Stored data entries
::::::::

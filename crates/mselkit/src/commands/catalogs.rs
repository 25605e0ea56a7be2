//! Catalog and inject command handlers.

use std::sync::Arc;

use tabled::Tabled;

use mselkit_core::model::{
    CreateCatalogInjectRequest, CreateCatalogRequest, CreateInjectRequest, UpdateCatalogRequest,
    UpdateInjectRequest,
};
use mselkit_core::{Catalog, Inject, InjectType, Workbench};

use crate::cli::{CatalogArgs, CatalogCommand, GlobalOpts, InjectArgs, InjectCommand};
use crate::error::CliError;
use crate::output;

use super::util;

// ── Rows ────────────────────────────────────────────────────────────

#[derive(Tabled)]
struct CatalogRow {
    #[tabled(rename = "ID")]
    id: String,
    #[tabled(rename = "Name")]
    name: String,
    #[tabled(rename = "Public")]
    public: String,
    #[tabled(rename = "Inject Type")]
    inject_type: String,
}

impl From<&Arc<Catalog>> for CatalogRow {
    fn from(c: &Arc<Catalog>) -> Self {
        Self {
            id: c.id.to_string(),
            name: c.name.clone(),
            public: if c.is_public { "yes" } else { "no" }.into(),
            inject_type: c.inject_type_id.to_string(),
        }
    }
}

#[derive(Tabled)]
struct InjectRow {
    #[tabled(rename = "ID")]
    id: String,
    #[tabled(rename = "Name")]
    name: String,
    #[tabled(rename = "Description")]
    description: String,
}

impl From<&Arc<Inject>> for InjectRow {
    fn from(i: &Arc<Inject>) -> Self {
        Self {
            id: i.id.to_string(),
            name: i.name.clone(),
            description: i.description.clone().unwrap_or_else(|| "-".into()),
        }
    }
}

#[derive(Tabled)]
struct InjectTypeRow {
    #[tabled(rename = "ID")]
    id: String,
    #[tabled(rename = "Name")]
    name: String,
}

impl From<&Arc<InjectType>> for InjectTypeRow {
    fn from(t: &Arc<InjectType>) -> Self {
        Self {
            id: t.id.to_string(),
            name: t.name.clone(),
        }
    }
}

// ── Catalog handler ─────────────────────────────────────────────────

pub async fn handle_catalog(
    workbench: &Workbench,
    args: CatalogArgs,
    global: &GlobalOpts,
) -> Result<(), CliError> {
    let service = workbench.catalogs();

    match args.command {
        CatalogCommand::List { list } => {
            service.load().await?;
            let rows = service.view(util::list_params(&list)).current();
            let rendered =
                output::render_list(&global.output, &rows, |__r| CatalogRow::from(__r), |c| c.id.to_string());
            output::print_output(&rendered, global.quiet);
        }

        CatalogCommand::Create {
            name,
            inject_type,
            description,
            public,
        } => {
            let request = CreateCatalogRequest {
                name,
                description,
                inject_type_id: inject_type,
                is_public: public,
            };
            let created = service.create(&request).await?;
            output::print_output(&format!("created catalog {}", created.id), global.quiet);
        }

        CatalogCommand::Update {
            id,
            name,
            description,
        } => {
            let request = UpdateCatalogRequest {
                name,
                description,
                ..UpdateCatalogRequest::default()
            };
            let updated = service.update(&id, &request).await?;
            output::print_output(&format!("updated catalog {}", updated.id), global.quiet);
        }

        CatalogCommand::Delete { id } => {
            if !util::confirm(&format!("Delete catalog {id}?"), global.yes)? {
                util::aborted(global.quiet);
                return Ok(());
            }
            service.delete(&id).await?;
            output::print_output(&format!("deleted catalog {id}"), global.quiet);
        }

        CatalogCommand::Injects { catalog_id, list } => {
            let injects = workbench.injects();
            injects.load_by_catalog(&catalog_id).await?;
            let rows = injects.view(util::list_params(&list)).current();
            let rendered =
                output::render_list(&global.output, &rows, |__r| InjectRow::from(__r), |i| i.id.to_string());
            output::print_output(&rendered, global.quiet);
        }

        CatalogCommand::Types => {
            let types = workbench.inject_types();
            types.load().await?;
            let rows = types.query().select_all().latest();
            let rendered = output::render_list(&global.output, &rows, |__r| InjectTypeRow::from(__r), |t| {
                t.id.to_string()
            });
            output::print_output(&rendered, global.quiet);
        }
    }

    Ok(())
}

// ── Inject handler ──────────────────────────────────────────────────

pub async fn handle_inject(
    workbench: &Workbench,
    args: InjectArgs,
    global: &GlobalOpts,
) -> Result<(), CliError> {
    let service = workbench.injects();

    match args.command {
        InjectCommand::Create {
            name,
            inject_type,
            description,
            catalog,
        } => {
            let request = CreateInjectRequest {
                inject_type_id: inject_type,
                name,
                description,
            };
            let created = service.create(&request).await?;
            output::print_output(&format!("created inject {}", created.id), global.quiet);

            if let Some(catalog_id) = catalog {
                let link = CreateCatalogInjectRequest {
                    catalog_id,
                    inject_id: created.id,
                };
                workbench.catalog_injects().add(&link).await?;
                output::print_output(
                    &format!("attached inject {} to catalog {catalog_id}", created.id),
                    global.quiet,
                );
            }
        }

        InjectCommand::Update {
            id,
            name,
            description,
        } => {
            let request = UpdateInjectRequest { name, description };
            let updated = service.update(&id, &request).await?;
            output::print_output(&format!("updated inject {}", updated.id), global.quiet);
        }

        InjectCommand::Delete { id } => {
            if !util::confirm(&format!("Delete inject {id}?"), global.yes)? {
                util::aborted(global.quiet);
                return Ok(());
            }
            service.delete(&id).await?;
            output::print_output(&format!("deleted inject {id}"), global.quiet);
        }

        InjectCommand::Attach { inject_id, catalog } => {
            let request = CreateCatalogInjectRequest {
                catalog_id: catalog,
                inject_id,
            };
            let created = workbench.catalog_injects().add(&request).await?;
            output::print_output(
                &format!("attached inject {inject_id} to catalog {catalog} ({})", created.id),
                global.quiet,
            );
        }

        InjectCommand::Detach { catalog_inject_id } => {
            workbench.catalog_injects().remove(&catalog_inject_id).await?;
            output::print_output(&format!("detached {catalog_inject_id}"), global.quiet);
        }
    }

    Ok(())
}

::::::::

Exercise
Using the entries above, state how many lines contain the string "confirm"; the number is all that is needed.

Task solution
2